INTERVISTA A ELVIRA VERUARI

In Italia dal 2002, Elvira Veruari ha conseguito in Albania un diploma di istituto magistrale e una laurea nel campo della formazione. Ha lavorato nel suo paese per 12 anni come insegnante di scuola elementare. Sposata, con due figli, educatrice in una scuola materna parrocchiale di Milano, Elvira sta terminando il suo percorso di formazione presso l’Istituto Cortivo.

Mi manca solo la presentazione della relazione finale e poi sarò a tutti gli effetti un Operatore Socio Assistenziale per l’infanzia. Un titolo per me molto importante perché mi permette di svolgere ufficialmente in Italia il mio lavoro di operatrice.

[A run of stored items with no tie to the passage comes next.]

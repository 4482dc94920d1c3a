//! Record repository implementation

use crate::error::Result;
use crate::models::{Record, RecordId};
use crate::util::to_millis;
use chrono::{DateTime, Utc};
use rusqlite::{params, Connection, OptionalExtension};

use super::json_column;

/// Trait for record storage operations
pub trait RecordRepository {
    /// Insert or replace a record by id, stamping `last_modified`
    fn put(&self, record: &Record, synced: bool, now: DateTime<Utc>) -> Result<Record>;

    /// Get a record by id
    fn get(&self, id: &RecordId) -> Result<Option<Record>>;

    /// List records, optionally restricted to one entity type, newest first
    fn list(&self, entity_type: Option<&str>) -> Result<Vec<Record>>;

    /// Delete a record; returns whether a row was removed
    fn delete(&self, id: &RecordId) -> Result<bool>;

    /// Update only the remote baseline of a stored record
    fn set_baseline(&self, id: &RecordId, base_updated_at: DateTime<Utc>) -> Result<()>;
}

/// `SQLite` implementation of `RecordRepository`
pub struct SqliteRecordRepository<'a> {
    conn: &'a Connection,
}

impl<'a> SqliteRecordRepository<'a> {
    /// Create a new repository with the given connection
    pub const fn new(conn: &'a Connection) -> Self {
        Self { conn }
    }

    /// Parse a record from a database row
    fn parse_record(row: &rusqlite::Row<'_>) -> rusqlite::Result<Record> {
        let mut record: Record = json_column(row, 0)?;
        record.synced = row.get::<_, i32>(1)? != 0;
        Ok(record)
    }
}

impl RecordRepository for SqliteRecordRepository<'_> {
    fn put(&self, record: &Record, synced: bool, now: DateTime<Utc>) -> Result<Record> {
        let mut stored = record.clone();
        stored.last_modified = Some(now);
        stored.synced = synced;

        self.conn.execute(
            "INSERT OR REPLACE INTO records
                (id, entity_type, is_temporary, data, updated_at, last_modified, synced)
             VALUES (?, ?, ?, ?, ?, ?, ?)",
            params![
                stored.id.as_str(),
                stored.entity_type,
                i32::from(stored.id.is_temporary()),
                serde_json::to_string(&stored)?,
                to_millis(stored.updated_at),
                to_millis(now),
                i32::from(synced)
            ],
        )?;

        Ok(stored)
    }

    fn get(&self, id: &RecordId) -> Result<Option<Record>> {
        let record = self
            .conn
            .query_row(
                "SELECT data, synced FROM records WHERE id = ?",
                params![id.as_str()],
                Self::parse_record,
            )
            .optional()?;
        Ok(record)
    }

    fn list(&self, entity_type: Option<&str>) -> Result<Vec<Record>> {
        let mut stmt = self.conn.prepare(
            "SELECT data, synced
             FROM records
             WHERE ?1 IS NULL OR entity_type = ?1
             ORDER BY updated_at DESC, id ASC",
        )?;

        let records = stmt
            .query_map(params![entity_type], Self::parse_record)?
            .collect::<rusqlite::Result<Vec<_>>>()?;

        Ok(records)
    }

    fn delete(&self, id: &RecordId) -> Result<bool> {
        let rows = self
            .conn
            .execute("DELETE FROM records WHERE id = ?", params![id.as_str()])?;
        Ok(rows > 0)
    }

    fn set_baseline(&self, id: &RecordId, base_updated_at: DateTime<Utc>) -> Result<()> {
        if let Some(mut record) = self.get(id)? {
            record.base_updated_at = Some(base_updated_at);
            self.conn.execute(
                "UPDATE records SET data = ? WHERE id = ?",
                params![serde_json::to_string(&record)?, id.as_str()],
            )?;
        }
        Ok(())
    }
}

Come hai incontrato l’Istituto Cortivo?

Quando sono arrivata in Italia, a Pesaro, la prima cosa che ho fatto è stata quella di iscrivermi a un corso di italiano, fondamentale per integrarmi e per poter cercare un lavoro. Nonostante la presenza dei miei figli e di mio marito mi mancavano tantissimo i bambini, il mondo della scuola… Insomma, la mia identità professionale. Purtroppo la mia laurea non era valida nel vostro paese e così ho cercato delle alternative. Navigando su internet ho trovato il sito dell’Istituto Cortivo. Ho parlato con l’Informatore Didattico ma, dico la verità, quando mi sono iscritta non ero sicura di aver preso la decisione giusta.

E invece?

Invece è andata bene. Grazie agli studi con l’Istituto Cortivo ho potuto acquisire un linguaggio specifico, la terminologia giusta per poter esprimere le mie competenze, per poter parlare chiaramente con i genitori senza timore di essere fraintesa. Tra l’altro, oltre ad aver valorizzato la mia professionalità, il percorso formativo con l’Istituto Cortivo mi ha anche fornito i requisiti necessari per lavorare con i bambini più piccoli, in età prescolare.

Oggi lavori in una scuola materna parrocchiale…

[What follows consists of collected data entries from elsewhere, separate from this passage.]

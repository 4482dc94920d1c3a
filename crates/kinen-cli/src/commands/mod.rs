pub mod add;
pub mod common;
pub mod completions;
pub mod conflicts;
pub mod delete;
pub mod list;
pub mod set;
pub mod show;
pub mod sync;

Sì, ho iniziato facendo del volontariato. Poi mi sono state richieste delle collaborazioni per l’accompagnamento dei bambini a scuola e per l’assistenza in orari pre e post scolastici. Attualmente faccio l’educatrice con i bambini del nido. La nostra è un’utenza particolare: seguiamo bambini di tutte le fasce sociali, alcuni provenienti da situazioni familiari estremamente disagiate. Molti sono figli di immigrati, alcuni presentano le tipiche problematiche di chi è figlio di genitori divorziati e conflittuali.

Quanti bambini segui?

In tutto sono 24 e a seguirli siamo in tre educatrici. Lo spazio è molto bello: coloratissimo, con angoli riservati al gioco psicomotorio, al gioco simbolico, alla lettura dei libri, alle attività varie con il didò, i colori, ecc. Abbiamo anche la mensa e la sala per il riposino.

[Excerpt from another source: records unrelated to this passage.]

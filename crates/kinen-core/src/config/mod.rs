//! Sync engine configuration.
//!
//! Provides `EngineConfig`, loaded from a JSON file or built from defaults, with
//! `KINEN_*` environment overrides applied on top.

use std::path::Path;
use std::time::Duration;

use serde::{Deserialize, Serialize};

use crate::util::{compact_text, is_http_url, normalize_text_option};
use crate::{Error, Result};

const DEFAULT_REQUEST_TIMEOUT_SECS: u64 = 10;
const DEFAULT_MAX_RETRIES: u32 = 3;
const DEFAULT_RETRY_BASE_DELAY_MS: u64 = 1_000;
const DEFAULT_HISTORY_RETENTION_DAYS: u32 = 30;
const DEFAULT_PERIODIC_SYNC_SECS: u64 = 300;
const DEFAULT_QUEUE_PAGE_SIZE: usize = 32;

/// Runtime configuration of the sync engine.
///
/// Secret credentials may be supplied through `KINEN_REMOTE_TOKEN` instead of
/// being written to disk.
#[derive(Debug, Clone, Serialize, Deserialize, PartialEq, Eq)]
#[serde(default, deny_unknown_fields)]
pub struct EngineConfig {
    /// Base URL of the remote authority
    pub remote_url: Option<String>,
    pub remote_token: Option<String>,
    pub request_timeout_secs: u64,
    /// Automatic retry cap per mutation
    pub max_retries: u32,
    pub retry_base_delay_ms: u64,
    /// Age after which settled conflicts and sync log entries are pruned
    pub history_retention_days: u32,
    /// Interval of the periodic wake trigger; 0 disables it
    pub periodic_sync_secs: u64,
    pub queue_page_size: usize,
}

impl Default for EngineConfig {
    fn default() -> Self {
        Self {
            remote_url: None,
            remote_token: None,
            request_timeout_secs: DEFAULT_REQUEST_TIMEOUT_SECS,
            max_retries: DEFAULT_MAX_RETRIES,
            retry_base_delay_ms: DEFAULT_RETRY_BASE_DELAY_MS,
            history_retention_days: DEFAULT_HISTORY_RETENTION_DAYS,
            periodic_sync_secs: DEFAULT_PERIODIC_SYNC_SECS,
            queue_page_size: DEFAULT_QUEUE_PAGE_SIZE,
        }
    }
}

impl EngineConfig {
    /// Defaults with `KINEN_*` environment overrides applied.
    pub fn from_env() -> Result<Self> {
        let mut config = Self::default();
        config.apply_overrides(|key| std::env::var(key).ok())?;
        Ok(config)
    }

    /// Load a JSON config file, then apply environment overrides.
    ///
    /// A missing file yields the defaults.
    pub fn load(path: &Path) -> Result<Self> {
        let mut config = if path.exists() {
            let raw = std::fs::read_to_string(path)?;
            Self::parse(&raw)?
        } else {
            Self::default()
        };
        config.apply_overrides(|key| std::env::var(key).ok())?;
        Ok(config)
    }

    /// Parse and validate a JSON payload.
    pub fn parse(raw: &str) -> Result<Self> {
        let config: Self = serde_json::from_str(raw).map_err(|error| {
            Error::InvalidInput(format!("invalid engine config: {}", compact_text(&error.to_string())))
        })?;
        config.validate()?;
        Ok(config)
    }

    /// Apply overrides from a key lookup (the process environment in production).
    pub fn apply_overrides<F>(&mut self, lookup: F) -> Result<()>
    where
        F: Fn(&str) -> Option<String>,
    {
        if let Some(url) = normalize_text_option(lookup("KINEN_REMOTE_URL")) {
            self.remote_url = Some(url);
        }
        if let Some(token) = normalize_text_option(lookup("KINEN_REMOTE_TOKEN")) {
            self.remote_token = Some(token);
        }
        if let Some(value) = parse_override(&lookup, "KINEN_MAX_RETRIES")? {
            self.max_retries = value;
        }
        if let Some(value) = parse_override(&lookup, "KINEN_RETRY_BASE_DELAY_MS")? {
            self.retry_base_delay_ms = value;
        }
        if let Some(value) = parse_override(&lookup, "KINEN_RETENTION_DAYS")? {
            self.history_retention_days = value;
        }
        if let Some(value) = parse_override(&lookup, "KINEN_PERIODIC_SYNC_SECS")? {
            self.periodic_sync_secs = value;
        }
        self.validate()
    }

    /// Reject values the engine cannot run with.
    pub fn validate(&self) -> Result<()> {
        if let Some(url) = &self.remote_url {
            if !is_http_url(url) {
                return Err(Error::InvalidInput(
                    "remote_url must include http:// or https://".to_string(),
                ));
            }
        }
        if self.max_retries == 0 {
            return Err(Error::InvalidInput(
                "max_retries must be at least 1".to_string(),
            ));
        }
        if self.queue_page_size == 0 {
            return Err(Error::InvalidInput(
                "queue_page_size must be at least 1".to_string(),
            ));
        }
        Ok(())
    }

    pub const fn request_timeout(&self) -> Duration {
        Duration::from_secs(self.request_timeout_secs)
    }

    pub const fn retry_base_delay(&self) -> Duration {
        Duration::from_millis(self.retry_base_delay_ms)
    }

    pub fn history_retention(&self) -> chrono::Duration {
        chrono::Duration::days(i64::from(self.history_retention_days))
    }

    /// `None` when the periodic trigger is disabled.
    pub const fn periodic_sync_interval(&self) -> Option<Duration> {
        if self.periodic_sync_secs == 0 {
            None
        } else {
            Some(Duration::from_secs(self.periodic_sync_secs))
        }
    }
}

fn parse_override<F, T>(lookup: &F, key: &str) -> Result<Option<T>>
where
    F: Fn(&str) -> Option<String>,
    T: std::str::FromStr,
{
    let Some(raw) = normalize_text_option(lookup(key)) else {
        return Ok(None);
    };
    raw.parse()
        .map(Some)
        .map_err(|_| Error::InvalidInput(format!("{key} must be a non-negative integer, got '{raw}'")))
}

#[cfg(test)]
mod tests {
    use super::*;
    use std::collections::HashMap;

    fn lookup(pairs: &[(&str, &str)]) -> impl Fn(&str) -> Option<String> {
        let map: HashMap<String, String> = pairs
            .iter()
            .map(|(key, value)| ((*key).to_string(), (*value).to_string()))
            .collect();
        move |key| map.get(key).cloned()
    }

    #[test]
    fn defaults_match_documented_values() {
        let config = EngineConfig::default();
        assert_eq!(config.max_retries, 3);
        assert_eq!(config.retry_base_delay(), Duration::from_secs(1));
        assert_eq!(config.history_retention(), chrono::Duration::days(30));
        assert_eq!(
            config.periodic_sync_interval(),
            Some(Duration::from_secs(300))
        );
    }

    #[test]
    fn parse_rejects_unknown_fields() {
        let error = EngineConfig::parse(r#"{ "max_retries": 5, "unexpected": true }"#).unwrap_err();
        assert!(error.to_string().contains("unknown field"));
    }

    #[test]
    fn parse_fills_missing_fields_with_defaults() {
        let config = EngineConfig::parse(r#"{ "remote_url": "https://api.example.com" }"#).unwrap();
        assert_eq!(config.remote_url.as_deref(), Some("https://api.example.com"));
        assert_eq!(config.queue_page_size, 32);
    }

    #[test]
    fn parse_rejects_non_http_url() {
        assert!(EngineConfig::parse(r#"{ "remote_url": "ftp://example.com" }"#).is_err());
    }

    #[test]
    fn env_overrides_apply() {
        let mut config = EngineConfig::default();
        config
            .apply_overrides(lookup(&[
                ("KINEN_REMOTE_URL", " https://sync.example.com "),
                ("KINEN_MAX_RETRIES", "5"),
                ("KINEN_PERIODIC_SYNC_SECS", "0"),
            ]))
            .unwrap();

        assert_eq!(config.remote_url.as_deref(), Some("https://sync.example.com"));
        assert_eq!(config.max_retries, 5);
        assert_eq!(config.periodic_sync_interval(), None);
    }

    #[test]
    fn env_override_rejects_garbage() {
        let mut config = EngineConfig::default();
        let error = config
            .apply_overrides(lookup(&[("KINEN_RETRY_BASE_DELAY_MS", "soon")]))
            .unwrap_err();
        assert!(error.to_string().contains("KINEN_RETRY_BASE_DELAY_MS"));
    }
}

Da come ne parli si intuisce che sei entusiasta del tuo lavoro.

Mi riempie di soddisfazioni. Certo, ci sono anche i momenti più impegnativi, come quello dell’inserimento, quando si lavora sul distacco dalla figura materna. E poi ci sono i bambini cosiddetti difficili, con tratti autistici o iperattivi.

A proposito di autismo e iperattività: è stato l’argomento di un recente seminario a Villa Ottoboni. C’eri anche tu?

Non potevo mancare! I seminari dell’Istituto Cortivo rappresentano preziose occasioni formative e di aggiornamento. Ho lavorato sul libro delle emozioni e sto applicando quanto ho imparato. Devo davvero ringraziarvi per questa opportunità.

Raccontaci qualcosa di più: ci sono progetti educativi particolarmente interessanti a cui stai partecipando?

Come scuola materna e come parrocchia stiamo lavorando molto sulla relazione tra bambini e anziani. Abbiamo diverse persone della terza età che fanno volontariato all’interno della struttura. Ci piacerebbe organizzare attività più organiche: è bello far incontrare questi due mondi.

Cara Elvira, il tuo ci sembra un felice esempio di integrazione ben riuscita. È così?

Mio marito lavora come tecnico nell’industria degli elettrodomestici, i miei figli sono ottimi studenti e hanno molti amici, io faccio il lavoro che mi piace… Sì, mi trovo bene a Milano e sono ben inserita nel tessuto sociale del mio quartiere. Certo, ho nostalgia del mio paese ma ci torno in vacanza tutte le estati: è una splendida occasione per far conoscere ai nostri figli la terra dove sono nati.